Why not say let us invite - it too is correct surely


https://www.duolingo.com/profile/coolness0000

Hi, i said we invite gran for dinner, as in the uk, a common way of saying grandmother is 'gran' or 'granny'


https://www.duolingo.com/profile/NatalieMkd

Absolutely! GRANNY is normal in English. DUO, please make a note of this! It should be accepted!


https://www.duolingo.com/profile/Vonny59

Gran is commonly used in English but not accepted here!!


https://www.duolingo.com/profile/DezGilly

Another bump for 'granny', and other variants. Do the decent thing, Duo.


https://www.duolingo.com/profile/transkter

Why is it not our or some form of 'la noi'


https://www.duolingo.com/profile/Margaret_S

Do you mean it should be 'our grandma', i.e. 'nostra nonna' instead of 'la nonna'... Good question. They often assume you already know it's 'your' wife, grandma, etc, so it's left out. It's not wrong to put it in.


https://www.duolingo.com/profile/AdrianEyre

'" granny" is often used in English rather than "grandma" and is quite acceptable


https://www.duolingo.com/profile/kozichma

I don't understand how Duo grades on the desktop. I missed one "n" in "nonna" and got the whole thing wrong but I've misspelled words much worse in the past and gotten it right...


https://www.duolingo.com/profile/phunanon

How would one literally say "Let us invite THE gran to dinner?" as a definitive?


https://www.duolingo.com/profile/HelenChalmers0

In British English granny means grandma.


https://www.duolingo.com/profile/pranzini

granny is NOT the wrong word, it's perfectly acceptable English


https://www.duolingo.com/profile/pranzini

It said write the sentence in Italian which i did and it was wrong. this is a crazy lesson


https://www.duolingo.com/profile/ClaudioC.3

I typed the answer the exact same way duolingo does including the period at the end and i keep getting an error message...


https://www.duolingo.com/profile/Znaughton

That "Invitiamo" sounds like "Invicchiamo"


https://www.duolingo.com/profile/Sigira0

we ask gran to dinner marked wrong on two counts - gran should be grandma :-( i should have invited her. I was never THAT formal with my grandma. Get with it DL


https://www.duolingo.com/profile/CJ.Dennis

We invite grandma to Aceh? I can't hear an "n" in the last word at all.


[deactivated user]

    I always called my grandma nanna but it wasn't acceptable.
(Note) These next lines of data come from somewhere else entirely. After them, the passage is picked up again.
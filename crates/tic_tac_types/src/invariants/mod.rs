//! First-class invariants for tic-tac-toe.
//!
//! Invariants are logical properties that hold for every [`Game`] the
//! crate can construct. They are checked in debug builds whenever a game
//! is built and can be tested independently.

use crate::game::Game;
use tracing::warn;

/// A logical property that must hold for a given state.
pub trait Invariant<S> {
    /// Checks if the invariant holds for the given state.
    fn holds(state: &S) -> bool;

    /// Human-readable description of the invariant.
    fn description() -> &'static str;
}

/// Violation of an invariant.
#[derive(Debug, Clone, PartialEq, Eq)]
pub struct InvariantViolation {
    /// Description of the violated invariant.
    pub description: String,
}

impl InvariantViolation {
    /// Creates a new invariant violation.
    pub fn new(description: impl Into<String>) -> Self {
        Self {
            description: description.into(),
        }
    }
}

/// A set of invariants that can be checked together.
///
/// Implemented for tuples of two to four invariants.
pub trait InvariantSet<S> {
    /// Checks all invariants in the set, collecting every violation.
    fn check_all(state: &S) -> Result<(), Vec<InvariantViolation>>;
}

macro_rules! impl_invariant_set {
    ($($inv:ident),+) => {
        impl<S, $($inv),+> InvariantSet<S> for ($($inv,)+)
        where
            $($inv: Invariant<S>,)+
        {
            fn check_all(state: &S) -> Result<(), Vec<InvariantViolation>> {
                let mut violations = Vec::new();
                $(
                    if !$inv::holds(state) {
                        violations.push(InvariantViolation::new($inv::description()));
                    }
                )+
                if violations.is_empty() {
                    Ok(())
                } else {
                    Err(violations)
                }
            }
        }
    };
}

impl_invariant_set!(I1, I2);
impl_invariant_set!(I1, I2, I3);
impl_invariant_set!(I1, I2, I3, I4);

pub mod alternating_turn;
pub mod consistent_moves;
pub mod single_cell_successor;
pub mod well_formed_board;

pub use alternating_turn::AlternatingTurnInvariant;
pub use consistent_moves::ConsistentMovesInvariant;
pub use single_cell_successor::SingleCellSuccessorInvariant;
pub use well_formed_board::WellFormedBoardInvariant;

/// All game invariants as a composable set.
pub type GameInvariants = (
    WellFormedBoardInvariant,
    ConsistentMovesInvariant,
    SingleCellSuccessorInvariant,
    AlternatingTurnInvariant,
);

/// Panics in debug builds if any game invariant is violated.
pub fn assert_invariants(game: &Game) {
    if cfg!(debug_assertions)
        && let Err(violations) = GameInvariants::check_all(game)
    {
        for violation in &violations {
            warn!(description = %violation.description, "Game invariant violated");
        }
        panic!("Game invariants violated: {:?}", violations);
    }
}

#[cfg(test)]
mod tests {
    use super::*;
    use crate::board::Board;
    use crate::moves::legal_moves_for;
    use crate::types::{Mark, Player, Position};

    #[test]
    fn test_invariant_set_holds_for_new_game() {
        for starting in [Player::X, Player::O] {
            assert!(GameInvariants::check_all(&Game::new(starting)).is_ok());
        }
    }

    #[test]
    fn test_invariant_set_holds_after_moves() {
        let game = Game::new(Player::O);
        let game = game.legal_moves().play(Position::ALL[4]).expect("open");
        let game = game.legal_moves().play(Position::ALL[0]).expect("open");
        let game = game.legal_moves().play(Position::ALL[8]).expect("open");
        assert!(GameInvariants::check_all(&game).is_ok());
    }

    #[test]
    fn test_invariant_set_detects_violations() {
        // Moves computed for a board other than the one shown.
        let shown = Board::empty();
        let mut marks = [Mark::Empty; 9];
        marks[4] = Mark::Occupied(Player::X);
        let other = Board::from_marks(marks);
        let game = Game {
            board: shown,
            legal_moves: legal_moves_for(&other, Player::O),
        };

        let violations = GameInvariants::check_all(&game).unwrap_err();
        assert!(violations.len() >= 2);
    }

    #[test]
    fn test_two_invariants_as_set() {
        type TwoInvariants = (ConsistentMovesInvariant, AlternatingTurnInvariant);
        assert!(TwoInvariants::check_all(&Game::new(Player::X)).is_ok());
    }
}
    https://www.duolingo.com/profile/jtpwright

    Grandmom doesnt count, really?


    https://www.duolingo.com/profile/James_1986

    Why doesn't it accept 'the grandmother', la nonna means 'the grandmother'. In Ireland putting 'the' in front of a family member is common. eg I was talking to the uncle today, he says the grandfather isn't well.


    https://www.duolingo.com/profile/HalilBarlas

    Another translation is exactly the same as mine.